The first flowering of the ROM's new enterprise came when Dr. William Bullard joined the staff for the express purpose of developing a program of research in Belize. The country was almost a blank on the archaeological map of the southern Maya Lowlands, although work under the aegis of England's Royal Anthropological Institute took place in the 1920s, Sir J. Eric S. Thompson carried out excavations for the Carnegie Institution of Washington in the 1930s, and the early 1950s saw Harvard University enter the field for a time. The nature of archaeological funding, coupled with immense logistical difficulties, kept all the work at a relatively small scale; the ROM's hope was for a project that would span several seasons and operate on a moderately large scale. Bullard's first visit to Belize in 1961 was to set the stage for such an expedition, but the ever-present logistical problems and the arrival of Hurricane Hattie forced a change in plans. He carried out two small excavations, keeping his eye on the chance for a larger endeavour, but the main project proved impossible to kick into life. By the end of 1962, with Bullard's departure from the ROM, the Museum's prospects for major involvement seemed destined for the shelf.

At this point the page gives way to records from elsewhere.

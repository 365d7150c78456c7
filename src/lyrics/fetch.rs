//! Background lyrics fetch.
//!
//! A fetch runs on its own thread while holding the lyrics lock for its whole
//! lifetime, so a held lock means "a fetch is in flight". The track may
//! change any number of times while a request is outstanding; a result is
//! only kept if the track identity epoch did not move during the request.

use std::{num::NonZeroU32, sync::Arc, thread};

use anyhow::{Context as _, Result};
use tokio::sync::OwnedMutexGuard;

use super::LyricsProvider;

/// The lyrics resolved for one track identity.
#[derive(Debug, Default)]
pub(crate) struct LyricsSlot {
    epoch: u64,
    resolved: bool,
    text: String,
}

impl LyricsSlot {
    pub fn clear(&mut self) {
        self.resolved = false;
        self.text.clear();
    }

    fn store(&mut self, epoch: u64, lyrics: Option<String>) {
        self.epoch = epoch;
        self.resolved = true;
        self.text = lyrics.unwrap_or_default();
    }

    /// Whether a lookup, successful or not, already completed for `epoch`.
    pub fn is_resolved_for(&self, epoch: u64) -> bool {
        self.resolved && self.epoch == epoch
    }

    /// The lyrics of track `epoch`, empty if unresolved or not found.
    pub fn text_for(&self, epoch: u64) -> &str {
        if self.is_resolved_for(epoch) {
            &self.text
        } else {
            ""
        }
    }
}

/// The track a fetch is looking for.
#[derive(Debug, Clone, PartialEq, Eq)]
pub(crate) struct TrackIdentity {
    pub epoch: u64,
    pub artist: String,
    pub title: String,
}

impl TrackIdentity {
    fn is_empty(&self) -> bool {
        self.artist.is_empty() || self.title.is_empty()
    }
}

/// Start a detached fetch thread that owns the lyrics lock until it finishes.
///
/// `current` returns the identity of the track being played, or [`None`]
/// once the owning player is gone.
///
/// # Errors
///
/// Returns an error if the runtime or the thread can't be created. The lock
/// is released in that case.
pub(crate) fn spawn<F>(
    slot: OwnedMutexGuard<LyricsSlot>,
    provider: Arc<dyn LyricsProvider>,
    max_attempts: Option<NonZeroU32>,
    current: F,
) -> Result<()>
where
    F: Fn() -> Option<TrackIdentity> + Send + 'static,
{
    let runtime = tokio::runtime::Builder::new_current_thread()
        .enable_all()
        .build()
        .context("Failed to create lyrics runtime")?;
    thread::Builder::new()
        .name("lyrics-fetch".to_owned())
        .spawn(move || {
            runtime.block_on(run(slot, provider.as_ref(), max_attempts, current));
        })
        .context("Failed to start lyrics thread")?;
    Ok(())
}

/// Fetch until a result is obtained for a track that didn't change meanwhile.
pub(crate) async fn run<F>(
    mut slot: OwnedMutexGuard<LyricsSlot>,
    provider: &dyn LyricsProvider,
    max_attempts: Option<NonZeroU32>,
    current: F,
) where
    F: Fn() -> Option<TrackIdentity>,
{
    slot.clear();
    let mut invalidated = 0;

    loop {
        let Some(before) = current() else {
            tracing::debug!("Player gone before lyrics fetch");
            return;
        };

        let lyrics = if before.is_empty() {
            None
        } else {
            provider.fetch_lyrics(&before.artist, &before.title).await
        };

        let Some(after) = current() else {
            tracing::debug!(artist = %before.artist, title = %before.title, "Player gone during lyrics fetch, discarding result");
            return;
        };

        if after.epoch == before.epoch {
            tracing::debug!(epoch = before.epoch, found = lyrics.is_some(), artist = %before.artist, title = %before.title, "Lyrics fetch finished");
            slot.store(before.epoch, lyrics);
            return;
        }

        invalidated += 1;
        tracing::info!(
            stale = %before.title,
            current = %after.title,
            "Track changed during lyrics fetch, retrying"
        );
        if max_attempts.is_some_and(|max| invalidated >= max.get()) {
            tracing::warn!(invalidated, "Giving up on lyrics after repeated track changes");
            return;
        }
    }
}

#[cfg(test)]
mod tests {
    use std::sync::atomic::{AtomicU64, Ordering};

    use futures::future::BoxFuture;
    use parking_lot::Mutex;

    use super::*;

    /// Tracks requests and bumps the shared epoch for the first `skips` of them.
    struct Skipping {
        epoch: Arc<AtomicU64>,
        skips: u64,
        calls: Mutex<Vec<String>>,
    }

    impl LyricsProvider for Skipping {
        fn name(&self) -> &'static str {
            "skipping"
        }

        fn fetch_lyrics<'a>(&'a self, _: &'a str, title: &'a str) -> BoxFuture<'a, Option<String>> {
            Box::pin(async move {
                let mut calls = self.calls.lock();
                calls.push(title.to_owned());
                if (calls.len() as u64) <= self.skips {
                    self.epoch.fetch_add(1, Ordering::SeqCst);
                }
                Some(format!("lyrics of {title}"))
            })
        }
    }

    fn identity_from(epoch: &AtomicU64) -> TrackIdentity {
        let epoch = epoch.load(Ordering::SeqCst);
        TrackIdentity {
            epoch,
            artist: "Artist".to_owned(),
            title: format!("Track {epoch}"),
        }
    }

    fn locked_slot() -> (Arc<tokio::sync::Mutex<LyricsSlot>>, OwnedMutexGuard<LyricsSlot>) {
        let slot = Arc::new(tokio::sync::Mutex::new(LyricsSlot::default()));
        let guard = Arc::clone(&slot).try_lock_owned().unwrap();
        (slot, guard)
    }

    #[tokio::test]
    async fn stores_result_for_unchanged_track() {
        let epoch = Arc::new(AtomicU64::new(1));
        let provider = Skipping { epoch: Arc::clone(&epoch), skips: 0, calls: Mutex::default() };
        let (slot, guard) = locked_slot();

        run(guard, &provider, None, || Some(identity_from(&epoch))).await;

        let slot = slot.try_lock().unwrap();
        assert!(slot.is_resolved_for(1));
        assert_eq!(slot.text_for(1), "lyrics of Track 1");
        assert_eq!(*provider.calls.lock(), ["Track 1"]);
    }

    #[tokio::test]
    async fn discards_result_of_changed_track() {
        let epoch = Arc::new(AtomicU64::new(1));
        let provider = Skipping { epoch: Arc::clone(&epoch), skips: 2, calls: Mutex::default() };
        let (slot, guard) = locked_slot();

        run(guard, &provider, None, || Some(identity_from(&epoch))).await;

        let slot = slot.try_lock().unwrap();
        assert_eq!(*provider.calls.lock(), ["Track 1", "Track 2", "Track 3"]);
        assert!(!slot.is_resolved_for(1));
        assert_eq!(slot.text_for(3), "lyrics of Track 3");
    }

    #[tokio::test]
    async fn gives_up_after_max_attempts() {
        let epoch = Arc::new(AtomicU64::new(1));
        let provider = Skipping { epoch: Arc::clone(&epoch), skips: u64::MAX, calls: Mutex::default() };
        let (slot, guard) = locked_slot();

        run(guard, &provider, NonZeroU32::new(3), || Some(identity_from(&epoch))).await;

        assert_eq!(provider.calls.lock().len(), 3);
        let slot = slot.try_lock().unwrap();
        assert!(!slot.is_resolved_for(epoch.load(Ordering::SeqCst)));
    }

    #[tokio::test]
    async fn abandons_when_player_is_gone() {
        let epoch = Arc::new(AtomicU64::new(1));
        let provider = Skipping { epoch: Arc::clone(&epoch), skips: 0, calls: Mutex::default() };
        let (slot, guard) = locked_slot();
        let alive = AtomicU64::new(1);

        // The owner disappears while the first request is in flight.
        run(guard, &provider, None, || {
            (alive.fetch_sub(1, Ordering::SeqCst) > 0).then(|| identity_from(&epoch))
        })
        .await;

        let slot = slot.try_lock().unwrap();
        assert!(!slot.is_resolved_for(1));
        assert_eq!(provider.calls.lock().len(), 1);
    }

    #[tokio::test]
    async fn empty_identity_is_not_fetched() {
        let epoch = Arc::new(AtomicU64::new(4));
        let provider = Skipping { epoch: Arc::clone(&epoch), skips: 0, calls: Mutex::default() };
        let (slot, guard) = locked_slot();

        run(guard, &provider, None, || {
            Some(TrackIdentity { epoch: 4, artist: String::new(), title: "Title".to_owned() })
        })
        .await;

        assert!(provider.calls.lock().is_empty());
        let slot = slot.try_lock().unwrap();
        assert!(slot.is_resolved_for(4));
        assert_eq!(slot.text_for(4), "");
    }

    #[test]
    fn slot_hides_text_of_other_tracks() {
        let mut slot = LyricsSlot::default();
        slot.store(2, Some("words".to_owned()));
        assert_eq!(slot.text_for(2), "words");
        assert_eq!(slot.text_for(3), "");
        slot.clear();
        assert_eq!(slot.text_for(2), "");
    }
}
use anyhow::{anyhow, Result};
use futures::future::BoxFuture;
use reqwest::{Client, StatusCode};
use serde::Deserialize;
use tracing::{debug, warn};

use super::LyricsProvider;

const DEFAULT_SERVER_URL: &str = "https://lrclib.net";

/// Record returned by `GET /api/get`
#[derive(Debug, Deserialize)]
#[serde(rename_all = "camelCase")]
pub struct LrclibRecord {
    #[serde(default)]
    pub instrumental: bool,
    pub plain_lyrics: Option<String>,
    pub synced_lyrics: Option<String>,
}

impl LrclibRecord {
    /// Plain lyrics if present, synced lyrics with their time tags stripped otherwise.
    fn into_text(self) -> Option<String> {
        if self.instrumental {
            return None;
        }
        self.plain_lyrics
            .filter(|l| !l.trim().is_empty())
            .or_else(|| {
                self.synced_lyrics
                    .map(|l| strip_time_tags(&l))
                    .filter(|l| !l.trim().is_empty())
            })
    }
}

/// Remove leading `[mm:ss.xx]` tags from every line.
fn strip_time_tags(synced: &str) -> String {
    synced
        .lines()
        .map(|mut line| {
            while let Some(rest) = line
                .strip_prefix('[')
                .and_then(|l| l.split_once(']'))
                .map(|(_, rest)| rest)
            {
                line = rest;
            }
            line.trim_start()
        })
        .collect::<Vec<_>>()
        .join("\n")
}

/// Client for the public LRCLIB lyrics database.
#[derive(Debug, Clone)]
pub struct LrclibProvider {
    server_url: String,
    client: Client,
}

impl Default for LrclibProvider {
    fn default() -> Self {
        Self::new(DEFAULT_SERVER_URL)
    }
}

impl LrclibProvider {
    #[must_use]
    pub fn new(server_url: impl Into<String>) -> Self {
        Self {
            server_url: server_url.into(),
            client: Client::new(),
        }
    }

    async fn lookup(&self, artist: &str, title: &str) -> Result<Option<String>> {
        let url = format!("{}/api/get", self.server_url);
        debug!(%url, %artist, %title, "Querying LRCLIB");

        let response = self
            .client
            .get(&url)
            .query(&[("artist_name", artist), ("track_name", title)])
            .header(
                reqwest::header::USER_AGENT,
                concat!(env!("CARGO_PKG_NAME"), "/", env!("CARGO_PKG_VERSION")),
            )
            .send()
            .await?;

        if response.status() == StatusCode::NOT_FOUND {
            return Ok(None);
        }
        if !response.status().is_success() {
            return Err(anyhow!("LRCLIB request failed: {}", response.status()));
        }

        let record: LrclibRecord = response.json().await?;
        Ok(record.into_text())
    }
}

impl LyricsProvider for LrclibProvider {
    fn name(&self) -> &'static str {
        "lrclib"
    }

    fn fetch_lyrics<'a>(
        &'a self,
        artist: &'a str,
        title: &'a str,
    ) -> BoxFuture<'a, Option<String>> {
        Box::pin(async move {
            self.lookup(artist, title)
                .await
                .inspect_err(|e| warn!("Failed to fetch lyrics from LRCLIB: {:?}", e))
                .ok()
                .flatten()
        })
    }
}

Once again, chance intervened. While attending a meeting of the Society for American Archaeology in 1963, Kidd sat in on a session on fieldwork in Latin America and listened to a paper presented by David Pendergast, who had carried out work in one of Belize's caves earlier that year. After the session Kidd approached Pendergast, identified himself quite correctly as the only other person there with a connection to "British Honduras" and began a conversation that ended with a question: would Pendergast be interested in reviving the ROM's project in the country? Focused on his cave work, Pendergast replied rather noncommittally, but later that year, when a specific approach arrived from the Museum, he leapt at the chance.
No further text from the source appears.